Stadt prüft eine Förderung für den Colonius
Stadt und Land könnten sich die eine Hälfte der Kosten teilen und beim Bund die Finanzierung der anderen Hälfte beantragen. Passiert ist allerdings noch nichts. „Die Verwaltung befindet sich hierzu in einem konstruktiven Austausch mit der Eigentümerin“, heißt auf Anfrage von der Stadt. „Ob für die Deutsche Funkturm GmbH eine Förderkulisse durch Bund, Land und Stadt zur Verfügung gestellt werden kann, wird derzeit in rechtlicher und finanzieller Hinsicht geprüft. Die Verwaltung wird dem Rat der Stadt Köln nach Abschluss dieser Prüfung einen Beschlussvorschlag zur Entscheidung über eine anteilige finanzielle Förderung vorlegen.“
Interessenten für die Gastronomie habe es zwar immer mal wieder gegeben, sagt Albers. „Da war aber niemand dabei, der ein wirtschaftlich tragbares Konzept hatte. Der Colonius ist nach dem Europaturm in Frankfurt der, was die Fläche angeht, zweitgrößte Fernsehturm Deutschlands. Hier müsste etwas mit Eventcharakter entstehen. Kaffee und Kuchen verkaufen, das reicht nicht mehr.“
Kölner Bordellbetreiber wollte Außenstelle im Colonius eröffnen
Ehemaliges Aussichtsgeschoss, 2. Stock der Kanzel. Peters führt über das Treppenhaus in die zweite Etage der Kanzel. 652 Quadratmeter Aussichtsfläche befinden sich hier. Die Aussicht auch hier – blendend. „Ein bisschen dreckig vielleicht“, sagt er mit einem Blick durch eines der hohen Fenster. Je nachdem, wie die Sonne fällt, zeichnet sich der Schmutz ab. Geputzt wurden die Fenster schon lange nicht mehr. Früher musste sich ein Industriekletterer vom Dach der Kanzel abseilen, um die Fenster zu wischen. Nun, wo keiner den Ausblick genießen kann, ist das nicht nötig.
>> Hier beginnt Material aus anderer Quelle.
// src/models/crop.rs

use serde::{Deserialize, Serialize};
use sqlx::FromRow;
use utoipa::ToSchema;
use validator::Validate;

#[derive(Debug, Clone, PartialEq, Serialize, FromRow, ToSchema)]
#[serde(rename_all = "camelCase")]
pub struct Crop {
    #[schema(example = 1)]
    pub id: i32,
    #[schema(example = "Milho")]
    pub name: String,
    #[schema(example = 2020)]
    pub year: i32,

    #[serde(skip_serializing)]
    #[schema(ignore)]
    pub farm_id: i32,
}

#[derive(Debug, Clone, Deserialize, Validate, ToSchema)]
#[serde(rename_all = "camelCase")]
pub struct CropInput {
    #[validate(length(min = 1, message = "O nome da cultura é obrigatório."))]
    #[schema(example = "Milho")]
    pub name: String,

    #[schema(example = 2020)]
    pub year: i32,
}

// `harvest` é o índice da safra dentro da mesma fazenda (o id ainda não existe).
#[derive(Debug, Clone, PartialEq)]
pub struct NewCrop {
    pub name: String,
    pub year: i32,
    pub harvest: Option<usize>,
}
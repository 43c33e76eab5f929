// src/common/i18n.rs

use std::collections::HashMap;

pub const DEFAULT_LANG: &str = "pt";

// Idiomas com tradução no catálogo, na ordem das colunas.
pub const SUPPORTED_LANGS: &[&str] = &["pt", "en"];

// (chave, português, inglês)
const CATALOG: &[(&str, &str, &str)] = &[
    // --- Motivos ---
    ("validation.invalid_fields", "Um ou mais campos são inválidos", "One or more fields are invalid"),
    ("producer.invalid_document", "CPF/CNPJ inválido", "Invalid CPF/CNPJ"),
    ("request.invalid_id", "O id informado não é numérico", "The given id is not numeric"),
    (
        "farm.invalid_area",
        "A soma das áreas agricultável e de vegetação não pode ultrapassar a área total da fazenda",
        "Arable plus vegetation area cannot exceed the farm's total area",
    ),
    ("producer.not_found", "Produtor não encontrado", "Producer not found"),
    ("farm.not_found", "Fazenda não encontrada", "Farm not found"),
    (
        "producer.already_exists",
        "Produtor já cadastrado com esse CPF/CNPJ",
        "A producer with this CPF/CNPJ is already registered",
    ),
    ("server.unexpected", "Ocorreu um erro inesperado", "An unexpected error occurred"),
    ("farm.deleted", "Fazenda deletada com sucesso", "Farm deleted successfully"),
    // --- Operações (prefixo das mensagens de erro) ---
    ("action.create_producer", "Erro ao criar o produtor", "Failed to create producer"),
    ("action.list_producers", "Erro ao buscar os produtores", "Failed to list producers"),
    ("action.find_producer", "Erro ao buscar o produtor", "Failed to fetch producer"),
    ("action.update_producer", "Erro ao atualizar o produtor", "Failed to update producer"),
    ("action.delete_producer", "Erro ao deletar o produtor", "Failed to delete producer"),
    ("action.dashboard", "Erro ao carregar o dashboard", "Failed to load dashboard"),
    ("action.create_farm", "Erro ao criar a fazenda", "Failed to create farm"),
    ("action.list_farms", "Erro ao buscar as fazendas", "Failed to list farms"),
    ("action.find_farm", "Erro ao buscar a fazenda", "Failed to fetch farm"),
    ("action.update_farm", "Erro ao atualizar a fazenda", "Failed to update farm"),
    ("action.delete_farm", "Erro ao deletar a fazenda", "Failed to delete farm"),
];

/// Catálogo de mensagens por idioma. Idioma desconhecido cai no português;
/// chave desconhecida é devolvida como está.
#[derive(Debug, Clone)]
pub struct I18nStore {
    messages: HashMap<&'static str, HashMap<&'static str, &'static str>>,
}

impl I18nStore {
    pub fn new() -> Self {
        let mut pt = HashMap::new();
        let mut en = HashMap::new();

        for (key, pt_text, en_text) in CATALOG {
            pt.insert(*key, *pt_text);
            en.insert(*key, *en_text);
        }

        let mut messages = HashMap::new();
        messages.insert("pt", pt);
        messages.insert("en", en);

        Self { messages }
    }

    pub fn translate(&self, lang: &str, key: &str) -> String {
        self.messages
            .get(lang)
            .or_else(|| self.messages.get(DEFAULT_LANG))
            .and_then(|table| table.get(key))
            .map(|text| text.to_string())
            .unwrap_or_else(|| key.to_string())
    }
}

impl Default for I18nStore {
    fn default() -> Self {
        Self::new()
    }
}
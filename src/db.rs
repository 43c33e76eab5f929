pub mod farm_repo;
pub use farm_repo::FarmRepository;
pub mod producer_repo;
pub use producer_repo::ProducerRepository;

#[cfg(test)]
pub mod memory_repo;

use async_trait::async_trait;

use crate::{
    common::error::AppError,
    models::{
        farm::{Farm, NewFarm},
        producer::{NewProducer, Producer},
    },
};

// Contrato de persistência dos produtores. Os serviços só conhecem o trait,
// então a implementação Postgres pode ser trocada por uma em memória nos testes.
#[async_trait]
pub trait ProducerStore: Send + Sync {
    /// Id do produtor dono do CPF/CNPJ (já normalizado), se houver.
    async fn find_id_by_document(&self, cpf_cnpj: &str) -> Result<Option<i32>, AppError>;

    async fn exists(&self, id: i32) -> Result<bool, AppError>;

    /// Grava o produtor com fazendas, culturas e safras numa escrita só. Devolve o id gerado.
    async fn insert(&self, producer: &NewProducer) -> Result<i32, AppError>;

    /// Substitui os campos do produtor; com `farms = Some(..)` substitui também as fazendas.
    /// Devolve `false` se o id não existe.
    async fn replace(&self, id: i32, producer: &NewProducer) -> Result<bool, AppError>;

    /// Remove em cascata. Devolve `false` se o id não existe.
    async fn delete(&self, id: i32) -> Result<bool, AppError>;

    /// Todos os produtores, mais recentes primeiro, com fazendas/culturas/safras.
    async fn list(&self) -> Result<Vec<Producer>, AppError>;

    async fn find(&self, id: i32) -> Result<Option<Producer>, AppError>;
}

#[async_trait]
pub trait FarmStore: Send + Sync {
    async fn insert(&self, producer_id: i32, farm: &NewFarm) -> Result<i32, AppError>;

    /// Substitui os campos da fazenda (e o dono). Com `replace_children`
    /// as culturas e safras atuais são apagadas e as de `farm` inseridas.
    async fn replace(
        &self,
        id: i32,
        producer_id: i32,
        farm: &NewFarm,
        replace_children: bool,
    ) -> Result<bool, AppError>;

    async fn delete(&self, id: i32) -> Result<bool, AppError>;

    /// Todas as fazendas, mais recentes primeiro, com o dono e os filhos.
    async fn list(&self) -> Result<Vec<Farm>, AppError>;

    async fn find(&self, id: i32) -> Result<Option<Farm>, AppError>;

    async fn producer_of(&self, id: i32) -> Result<Option<i32>, AppError>;
}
Dabei gab es durchaus den ein oder anderen Vorschlag für eine Nutzung des Colonius abseits der Gastronomie. „Ein großer Bordellbetreiber aus Köln hat vor ein paar Jahren mal angefragt, ob er hier eine Außenstelle eröffnen könnte“, erzählt Albers schmunzelnd. „Für die ‚ganz besonderen Höhepunkte‘. Das haben wir dann abgelehnt.“ Stattdessen versuche man, ein bis zweimal im Jahr Besuchern über Sonderaktionen einen Blick in den Colonius zu verschaffen, zum Beispiel bei der „Nacht der Technik“.
Fakten zum ColoniusBauzeit: 1978 - 1981Kosten: 45 Millionen D-MarkHöhe: 266 Meter (mit Spitze)Aufzüge: 3 (1 in Betrieb)Treppenstufen: 1325
Techniketage des Kölner Funkturms ist weiter in Betrieb
Techniketage, 3. Stock der Kanzel. Nochmal über die Treppe geht es in den dritten Stock, in dem der Colonius regulär in Betrieb ist. Ein „Lost Place“, ein verlassener Ort, mitten in der Stadt, sei der Funkturm daher nicht. „Der Colonius erfüllt nach wie vor seinen technischen Zweck – Telefon-, Funk- und Fernsehsignale zu versenden“, sagt Albers. Geändert hat sich in den vergangenen Jahrzehnten aber trotzdem einiges.
Die Elektronik nimmt mittlerweile nur noch die Hälfte des Platzes in der Funk-Etage in Anspruch, die wie Bienenschwärme surrenden Server sind im Laufe der Zeit immer kleiner geworden. „Früher haben Mitarbeitende hier tatsächlich noch Kabel gesteckt, wenn sich beispielsweise der Haustelefonanschluss eines Kölners geändert hat“, erklärt Albers. Heute ist das nicht mehr notwendig.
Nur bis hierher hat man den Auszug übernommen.